Essa frase foi mais eficaz do que um tiro. Sorri, dei de ombros. A indiferença cuidadosa e calculada era muito minha amiga.

- A fila anda. - respondi, o choro velado na voz, os olhos arregalados, o riso nos lábios, o gelo no estômago.

- Eu só estou dizendo, porque ele vai estar na festa. Não quero que você chegue lá e fique surpresa ao vê-los juntos.

Ela era uma boa amiga, a melhor, mas o sal na ferida ainda doía. Ela sabia disso, sabia que meu sorriso era uma maquiagem cuidadosa.

- Tudo bem. Isso ia acontecer mais cedo ou mais tarde, é inevitável. 

Conhecerem as mesmas pessoas, resultado de terem estudado juntos e, então, trabalharem juntos, por que se apaixonara por ele? Por que ficara com ele? Sabia que era um erro, sempre soubera, mas se perdera no momento que o abraçara a primeira vez, aquele gesto espontâneo de amizade que fizera seu coração sair pela boca.

- Você acha que ele gosta dela? - Perguntei, o agudo da minha voz subiu uma oitava. 

- Acho que não. - Respondeu, sua vez de dar de ombros. Ela desviou o olhar, a janela logo ali. 

Droga, ele gostava de todas. Mais um erro meu, da imbecilidade do meu coração.

- Você vai?

- Claro que vou! E perder a festa da Alice? Encontro você lá às nove!

Ela me olhou como se eu fosse louca, talvez fosse mesmo, ele merecia insensatez.

Meu vestido era curto e acinturado, completado por um casaco de chuva e meias escuras, por conta do frio. Coloquei o lenço que ele me dera, os cabelos presos em um coque alto e elegante para que ficasse bem visível. Era uma provocação, era inapropriado, mas era também um lembrete, estive aqui, ele dizia, ainda estou, eu completava. 

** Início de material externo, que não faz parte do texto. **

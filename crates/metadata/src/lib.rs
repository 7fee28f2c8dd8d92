//! Legacy LAND metadata codec.
//!
//! Registries store metadata as one string: a version marker followed by two
//! quoted fields, all comma separated (`0,"name","description"`). The format
//! has no escaping. A comma inside a field, or a quote at either end of one,
//! changes how the string splits, so such values cannot be stored faithfully.

pub mod codec;
pub mod errors;

pub use codec::{decode, encode, FIELD_DELIMITER, FIELD_SEPARATOR};
pub use errors::*;
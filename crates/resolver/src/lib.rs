//! LAND ownership and authorization resolution.
//!
//! [`LandResolver`] answers ownership, operator and containment questions
//! about LAND parcels and Estates by reading the two registries, and gates
//! metadata updates through [`LandDataProvider::validate_authorization`].
//! A parcel that belongs to an Estate is always authorized through that
//! Estate, never directly.

pub mod authorization;
pub mod errors;
pub mod logging;
pub mod provider;
pub mod resolver;
pub mod settings;

pub use authorization::AuthorizationPath;
pub use errors::*;
pub use provider::LandDataProvider;
pub use resolver::LandResolver;
pub use settings::{LogFormat, LoggingConfig, Network, RegistryAddresses, ResolverConfig};

pub use land_types::{Address, Coordinate, EstateId, MetadataRecord};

Tirei o casaco na entrada. O som explodia das caixas de som dispostas por todo o salão, duas torres ao lado do DJ, as luzes estroboscópicas piscando, iluminavam o movimento dos corpos dos convidados. Uma mesa decorada gigante com o número 25 em balões metálicos e os garçons circulando com bebida e comida. Alice não fazia uma festa pela metade. 

- Ah! Você chegou! - A voz esganiçada de Alice denunciou que ele também já estava ali. Merda.

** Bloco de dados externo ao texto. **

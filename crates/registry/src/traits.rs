//! Remote read surface of the two registries.

use crate::errors::Result;
use async_trait::async_trait;
use land_types::{Address, AssetId, Coordinate, EstateId};

/// Parcels held by one address, as two parallel base-16 arrays.
#[derive(Debug, Clone, Default, PartialEq, Eq)]
pub struct LandHoldings {
    pub xs: Vec<String>,
    pub ys: Vec<String>,
}

/// Read-only view of the LAND (parcel) registry.
#[async_trait]
pub trait ParcelRegistry: Send + Sync {
    /// `landOf(address)`
    async fn land_of(&self, owner: &Address) -> Result<LandHoldings>;

    /// `encodeTokenId(x, y)`
    async fn encode_token_id(&self, coords: Coordinate) -> Result<AssetId>;

    /// `decodeTokenId(id)`
    async fn decode_token_id(&self, asset: &AssetId) -> Result<Coordinate>;

    /// `ownerOfLand(x, y)`
    async fn owner_of_land(&self, coords: Coordinate) -> Result<Address>;

    /// `landData(x, y)`; `None` when the ledger returned no value at all.
    async fn land_data(&self, coords: Coordinate) -> Result<Option<String>>;

    /// `isUpdateAuthorized(operator, id)`. Address comparison on the
    /// registry side is case-sensitive.
    async fn is_update_authorized(&self, operator: &Address, asset: &AssetId) -> Result<bool>;

    /// `updateOperator(id)`
    async fn update_operator(&self, asset: &AssetId) -> Result<Address>;

    /// `getApproved(id)`
    async fn get_approved(&self, asset: &AssetId) -> Result<Address>;
}

/// Read-only view of the Estate registry.
#[async_trait]
pub trait EstateRegistry: Send + Sync {
    async fn balance_of(&self, owner: &Address) -> Result<u64>;

    async fn token_of_owner_by_index(&self, owner: &Address, index: u64) -> Result<EstateId>;

    async fn owner_of(&self, estate: EstateId) -> Result<Address>;

    /// `getMetadata(id)`; `None` when the ledger returned no value at all.
    async fn get_metadata(&self, estate: EstateId) -> Result<Option<String>>;

    async fn get_estate_size(&self, estate: EstateId) -> Result<u64>;

    async fn estate_land_ids(&self, estate: EstateId, index: u64) -> Result<AssetId>;

    /// Estate holding the given LAND token, [`EstateId::NONE`] if none.
    async fn get_land_estate_id(&self, asset: &AssetId) -> Result<EstateId>;

    async fn is_update_authorized(&self, operator: &Address, estate: EstateId) -> Result<bool>;

    async fn get_approved(&self, estate: EstateId) -> Result<Address>;

    async fn update_operator(&self, estate: EstateId) -> Result<Address>;
}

- Lógico! - O sorriso fazia minhas bochechas doerem de tão esticado, sem vacilar. 

- Fique à vontade. Estou um pouco atribulada com os convidados chegando, mas juro que falo com você direito em uns minutinhos.

Ela mal terminara de falar e fora roubada por um casal que chegava. A festa estava repleta de rostos conhecidos. Peguei uma bebida. Passar por aquilo sóbria exigiria um duplo esforço, mas teria que ser comedida, saco! O teatro que vivia, precisava de uma dose injusta de lucidez.

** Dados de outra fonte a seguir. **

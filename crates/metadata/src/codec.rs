use crate::errors::*;
use land_types::MetadataRecord;

/// Separator between the packed fields.
pub const FIELD_SEPARATOR: char = ',';
/// Wrapper written around `name` and `description`.
pub const FIELD_DELIMITER: char = '"';

/// Decode a packed metadata string.
///
/// The empty string means nothing is stored and yields `None`. Otherwise the
/// leading version marker is skipped without being parsed (the record always
/// carries version 0), and one character is stripped from each end of the
/// name and description. Fields that end up empty, or are missing entirely,
/// become `None`. Anything after the third field is ignored.
pub fn decode(raw: &str) -> Option<MetadataRecord> {
    if raw.is_empty() {
        return None;
    }

    let mut fields = raw.split(FIELD_SEPARATOR).skip(1);
    let name = fields.next().and_then(unwrap_field);
    let description = fields.next().and_then(unwrap_field);

    Some(MetadataRecord::new(name, description))
}

/// Pack a record into the legacy string form.
///
/// Absent fields are written as `""`. Values containing the separator are
/// refused because they would not decode back to the same record.
pub fn encode(record: &MetadataRecord) -> Result<String> {
    let name = record.name.as_deref().unwrap_or_default();
    let description = record.description.as_deref().unwrap_or_default();

    if name.contains(FIELD_SEPARATOR) {
        return Err(MetadataError::UnencodableField { field: "name" });
    }
    if description.contains(FIELD_SEPARATOR) {
        return Err(MetadataError::UnencodableField {
            field: "description",
        });
    }

    Ok(format!(
        "{version}{sep}{d}{name}{d}{sep}{d}{description}{d}",
        version = record.version,
        sep = FIELD_SEPARATOR,
        d = FIELD_DELIMITER,
    ))
}

fn unwrap_field(field: &str) -> Option<String> {
    let mut chars = field.chars();
    chars.next();
    chars.next_back();
    let inner = chars.as_str();
    if inner.is_empty() {
        None
    } else {
        Some(inner.to_string())
    }
}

Ele a viu. Estava no meio do grupo de capistas, uma garota morena ao seu lado, menor que ela, o cabelo castanho escuro e curto. Meu coração se partiu em mais um pedaço. Ele sorriu. Aquele sorriso quebrado com um furo do lado esquerdo do rosto, que alcançava seus olhos, sempre alcançara. Aquele sorriso que curou pedaços do meu coração uma vez, aquele sorriso filho da mãe que me dissera que ia ficar tudo bem. Aquele sorriso do melhor amigo de todos os tempos. 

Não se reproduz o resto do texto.